Interfacial Passivation of Kesterite Solar Cells for Enhanced Carrier Lifetime: Ab Initio Nonadiabatic Molecular Dynamics Study

Abstract Nonradiative recombination at the front contact interface of kesterite solar cells hinders the extraction of photo‐generated carriers, significantly restricting the efficiency enhancement. However, identifying the recombination centers and proposing effective passivation strategies remain open questions. First‐principles calculations combining with nonadiabatic molecular dynamics (NAMD) simulations unveil that the interfacial translational symmetry breaking in elemental valence states leads to a detrimental donor‐like Cu 2 ZnSnS 4 /CdS interface with deep states originating from the interfacial Sn‐5s orbital, which serve as significant nonradiative recombination centers. Here, two mechanisms are proposed for eliminating the deep interface states: 1) directly replacing Sn‐5s with higher outer orbital levels by substituting group IIIA elements (In and Ga) for the interfacial Sn atom; 2) introducing an extra defect‐level coupling with Sn‐5s by substituting group VA elements (N, P, and As) for the S atoms bonded with the interfacial Sn atom.
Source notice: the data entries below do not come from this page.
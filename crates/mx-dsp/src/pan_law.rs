//! Pan laws and the strip gain matrix
//!
//! A `GainMatrix` is `[L, R, RinL, LinR]`:
//!
//! ```text
//! out_l = in_l * L + in_r * RinL
//! out_r = in_r * R + in_l * LinR
//! ```
//!
//! Pan is in [0, 1] with 0.5 at center. Center always yields exact unity
//! with no crosstalk, whatever the law.

use mx_core::{MonoPanLaw, Sample, StereoPanLaw, StereoSample};
use std::f64::consts::{FRAC_PI_2, PI, SQRT_2};

/// Top of the fader knob: knob³ = 2 (+6 dB)
pub const MAX_FADER: f64 = 1.259_921_049_894_873_2;
/// Fader taper exponent
pub const FADER_SCALING_EXPONENT: i32 = 3;

/// 4-wide strip gain
#[derive(Debug, Clone, Copy, PartialEq)]
pub struct GainMatrix(pub [f64; 4]);

impl Default for GainMatrix {
    fn default() -> Self {
        Self::UNITY
    }
}

impl GainMatrix {
    pub const ZERO: Self = Self([0.0; 4]);
    pub const UNITY: Self = Self([1.0, 1.0, 0.0, 0.0]);
    /// Mono downmix: each side gets half of both
    pub const MONO: Self = Self([0.5, 0.5, 0.5, 0.5]);

    #[inline]
    pub fn scaled(self, gain: f64) -> Self {
        let [l, r, rl, lr] = self.0;
        Self([l * gain, r * gain, rl * gain, lr * gain])
    }

    #[inline]
    pub fn apply(&self, input: StereoSample) -> StereoSample {
        let [l, r, r_in_l, l_in_r] = self.0;
        StereoSample::new(
            input.left * l + input.right * r_in_l,
            input.right * r + input.left * l_in_r,
        )
    }
}

// ============ Fast trig ============

/// sin(x) for 0 ≤ x ≤ π/2, 5th-order MacLaurin series
#[inline]
pub fn sin_fast(x: f64) -> f64 {
    let x2 = x * x;
    x * (1.0 - x2 / 6.0 * (1.0 - x2 / 20.0))
}

/// cos(x) for 0 ≤ x ≤ π/2, via the complementary angle
#[inline]
pub fn cos_fast(x: f64) -> f64 {
    sin_fast(FRAC_PI_2 - x)
}

// ============ Laws ============

#[inline]
fn balance(pan: f64) -> (f64, f64) {
    ((2.0 - 2.0 * pan).min(1.0), (2.0 * pan).min(1.0))
}

#[inline]
fn equal_power(pan: f64) -> (f64, f64) {
    let theta = pan * FRAC_PI_2;
    (cos_fast(theta) * SQRT_2, sin_fast(theta) * SQRT_2)
}

#[inline]
fn linear_6db(pan: f64) -> (f64, f64) {
    (2.0 - 2.0 * pan, 2.0 * pan)
}

/// Gain matrix for a stereo source
pub fn stereo_pan(pan: f64, law: StereoPanLaw) -> GainMatrix {
    let pan = sanitize_pan(pan);
    if pan == 0.5 {
        return GainMatrix::UNITY;
    }
    match law {
        StereoPanLaw::Balance => {
            let (l, r) = balance(pan);
            GainMatrix([l, r, 0.0, 0.0])
        }
        StereoPanLaw::EqualPower => {
            let (l, r) = equal_power(pan);
            GainMatrix([l, r, 0.0, 0.0])
        }
        StereoPanLaw::TruePan => {
            if pan < 0.5 {
                let theta = pan * PI;
                GainMatrix([1.0, sin_fast(theta), cos_fast(theta), 0.0])
            } else {
                let theta = (1.0 - pan) * PI;
                GainMatrix([sin_fast(theta), 1.0, 0.0, cos_fast(theta)])
            }
        }
    }
}

/// Gain matrix for a mono source (left input copied to both sides)
pub fn mono_pan(pan: f64, law: MonoPanLaw) -> GainMatrix {
    let pan = sanitize_pan(pan);
    if pan == 0.5 {
        return GainMatrix::UNITY;
    }
    let (l, r) = match law {
        MonoPanLaw::Plus0Db => balance(pan),
        MonoPanLaw::Plus3Db => equal_power(pan),
        MonoPanLaw::Plus4p5Db => {
            let (el, er) = equal_power(pan);
            let (ll, lr) = linear_6db(pan);
            ((el * ll).sqrt(), (er * lr).sqrt())
        }
        MonoPanLaw::Plus6Db => linear_6db(pan),
    };
    GainMatrix([l, r, 0.0, 0.0])
}

/// Pan matrix for a source of either width
#[inline]
pub fn pan_matrix(pan: f64, stereo: bool, stereo_law: StereoPanLaw, mono_law: MonoPanLaw) -> GainMatrix {
    if stereo {
        stereo_pan(pan, stereo_law)
    } else {
        mono_pan(pan, mono_law)
    }
}

/// Cubic fader taper
#[inline]
pub fn fader_gain(knob: f64) -> Sample {
    let knob = if knob.is_finite() { knob.clamp(0.0, MAX_FADER) } else { 0.0 };
    knob.powi(FADER_SCALING_EXPONENT)
}

/// Knob position that gives a linear gain
#[inline]
pub fn fader_knob_for_gain(gain: f64) -> f64 {
    gain.max(0.0).cbrt().min(MAX_FADER)
}

#[inline]
fn sanitize_pan(pan: f64) -> f64 {
    if pan.is_finite() { pan.clamp(0.0, 1.0) } else { 0.5 }
}
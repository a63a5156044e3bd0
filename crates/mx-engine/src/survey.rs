//! Labels and the process-wide label survey
//!
//! Every mixer publishes its strip labels to one global registry so that
//! other modules (the EQ) can mirror track names without being wired to
//! the mixer.

use mx_core::{N_AUX, N_GRP, N_TRK};
use parking_lot::RwLock;
use std::collections::HashMap;
use std::fmt;
use std::sync::OnceLock;
use std::sync::atomic::{AtomicU64, Ordering};

/// Characters per strip label
pub const LABEL_LEN: usize = 4;

/// Four-character strip label, padded with spaces
#[derive(Clone, Copy, PartialEq, Eq, Hash)]
pub struct Label([u8; LABEL_LEN]);

impl Label {
    pub const BLANK: Self = Self([b' '; LABEL_LEN]);

    /// Printable ASCII only; other characters become `?`, extra ones are cut
    pub fn new(text: &str) -> Self {
        let mut bytes = [b' '; LABEL_LEN];
        for (dst, ch) in bytes.iter_mut().zip(text.chars()) {
            *dst = if ch.is_ascii_graphic() || ch == ' ' { ch as u8 } else { b'?' };
        }
        Self(bytes)
    }

    #[inline]
    pub fn bytes(&self) -> [u8; LABEL_LEN] {
        self.0
    }

    pub fn from_bytes(bytes: [u8; LABEL_LEN]) -> Self {
        let mut label = Self::BLANK;
        for (dst, b) in label.0.iter_mut().zip(bytes) {
            *dst = if b.is_ascii_graphic() || b == b' ' { b } else { b'?' };
        }
        label
    }

    pub fn as_str(&self) -> &str {
        // Only printable ASCII is ever stored
        std::str::from_utf8(&self.0).unwrap_or("????")
    }

    pub fn trimmed(&self) -> &str {
        self.as_str().trim_end()
    }
}

impl Default for Label {
    fn default() -> Self {
        Self::BLANK
    }
}

impl fmt::Debug for Label {
    fn fmt(&self, f: &mut fmt::Formatter<'_>) -> fmt::Result {
        write!(f, "Label({:?})", self.as_str())
    }
}

impl fmt::Display for Label {
    fn fmt(&self, f: &mut fmt::Formatter<'_>) -> fmt::Result {
        f.write_str(self.trimmed())
    }
}

/// Labels of one mixer
#[derive(Debug, Clone, Copy, PartialEq, Eq)]
pub struct MixerLabels {
    pub tracks: [Label; N_TRK],
    pub groups: [Label; N_GRP],
    pub aux: [Label; N_AUX],
}

impl Default for MixerLabels {
    fn default() -> Self {
        Self {
            tracks: std::array::from_fn(|i| Label::new(&format!("-{:02}-", i + 1))),
            groups: std::array::from_fn(|i| Label::new(&format!("GRP{}", i + 1))),
            aux: std::array::from_fn(|i| Label::new(&format!("AUX{}", (b'A' + i as u8) as char))),
        }
    }
}

impl MixerLabels {
    /// Labels in EQ track order: tracks, groups, aux
    pub fn flat(&self) -> impl Iterator<Item = Label> + '_ {
        self.tracks.iter().chain(&self.groups).chain(&self.aux).copied()
    }

    pub fn get(&self, index: usize) -> Option<Label> {
        self.flat().nth(index)
    }

    pub fn set(&mut self, index: usize, label: Label) {
        if index < N_TRK {
            self.tracks[index] = label;
        } else if index < N_TRK + N_GRP {
            self.groups[index - N_TRK] = label;
        } else if index < N_TRK + N_GRP + N_AUX {
            self.aux[index - N_TRK - N_GRP] = label;
        }
    }
}

// ============ Registry ============

/// Unique id for a new mixer
pub fn next_mixer_id() -> u64 {
    static NEXT_ID: AtomicU64 = AtomicU64::new(1);
    NEXT_ID.fetch_add(1, Ordering::Relaxed)
}

/// Published labels, keyed by mixer id
#[derive(Debug, Default)]
pub struct LabelRegistry {
    entries: RwLock<HashMap<u64, MixerLabels>>,
}

impl LabelRegistry {
    pub fn new() -> Self {
        Self::default()
    }

    /// Insert or replace a mixer's labels
    pub fn publish(&self, mixer_id: u64, labels: MixerLabels) {
        self.entries.write().insert(mixer_id, labels);
    }

    pub fn unregister(&self, mixer_id: u64) {
        self.entries.write().remove(&mixer_id);
    }

    pub fn labels(&self, mixer_id: u64) -> Option<MixerLabels> {
        self.entries.read().get(&mixer_id).copied()
    }

    /// Like `labels`, but gives up instead of waiting on a writer
    pub fn try_labels(&self, mixer_id: u64) -> Option<MixerLabels> {
        self.entries.try_read()?.get(&mixer_id).copied()
    }

    /// Registered mixer ids, ascending
    pub fn mixer_ids(&self) -> Vec<u64> {
        let mut ids: Vec<u64> = self.entries.read().keys().copied().collect();
        ids.sort_unstable();
        ids
    }

    pub fn len(&self) -> usize {
        self.entries.read().len()
    }

    pub fn is_empty(&self) -> bool {
        self.entries.read().is_empty()
    }
}

/// The process-wide registry
pub fn registry() -> &'static LabelRegistry {
    static REGISTRY: OnceLock<LabelRegistry> = OnceLock::new();
    REGISTRY.get_or_init(LabelRegistry::new)
}
impl PixelMapper {
    fn new(settings: &SpectrumSettings, sample_rate: f64) -> Self {
        let log_min = settings.min_freq.log10();
        let log_span = settings.max_freq.log10() - log_min;
        let mut mapper = Self {
            log_min,
            log_span,
            width: settings.display_width,
            bin_slot: Vec::new(),
            slot_pixel: Vec::new(),
        };

        let n = settings.fft_size;
        let bins = n / 2 + 1;
        mapper.bin_slot = vec![None; bins];
        for k in 1..bins {
            let freq = k as f64 * sample_rate / n as f64;
            if freq < settings.min_freq || freq > settings.max_freq {
                continue;
            }
            let px = mapper.pixel(freq).round() as u32;
            if mapper.slot_pixel.last() != Some(&px) {
                mapper.slot_pixel.push(px);
            }
            mapper.bin_slot[k] = Some(mapper.slot_pixel.len() - 1);
        }
        mapper
    }

    #[inline]
    fn pixel(&self, freq: f64) -> f64 {
        let t = (freq.max(1e-9).log10() - self.log_min) / self.log_span;
        t * (self.width.saturating_sub(1)) as f64
    }
}

// ============ Worker ============

struct SpectrumWorker {
    fft: Arc<dyn RealToComplex<f64>>,
    input: Vec<f64>,
    output: Vec<Complex<f64>>,
    scratch: Vec<Complex<f64>>,
    /// Per-slot power of the latest page
    compact: Vec<f64>,
    /// Per-slot decayed power shown on screen
    display: Vec<f64>,
    page_secs: f64,
    mapper: PixelMapper,
    shared: Arc<Shared>,
    work_rx: Receiver<Vec<f64>>,
    free_tx: Sender<Vec<f64>>,
}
The representative In Sn and P S acceptor defects, which are energetically favorable at the detrimental donor‐like interface, effectively passivate the deep interface states, markedly improving the carrier lifetimes by weakening nonadiabatic coupling between the band edge and the interfacial states. This study reveals the origin of the interfacial nonradiative recombination of kesterite solar cells and offers insights into interfacial passivation in semiconductor devices.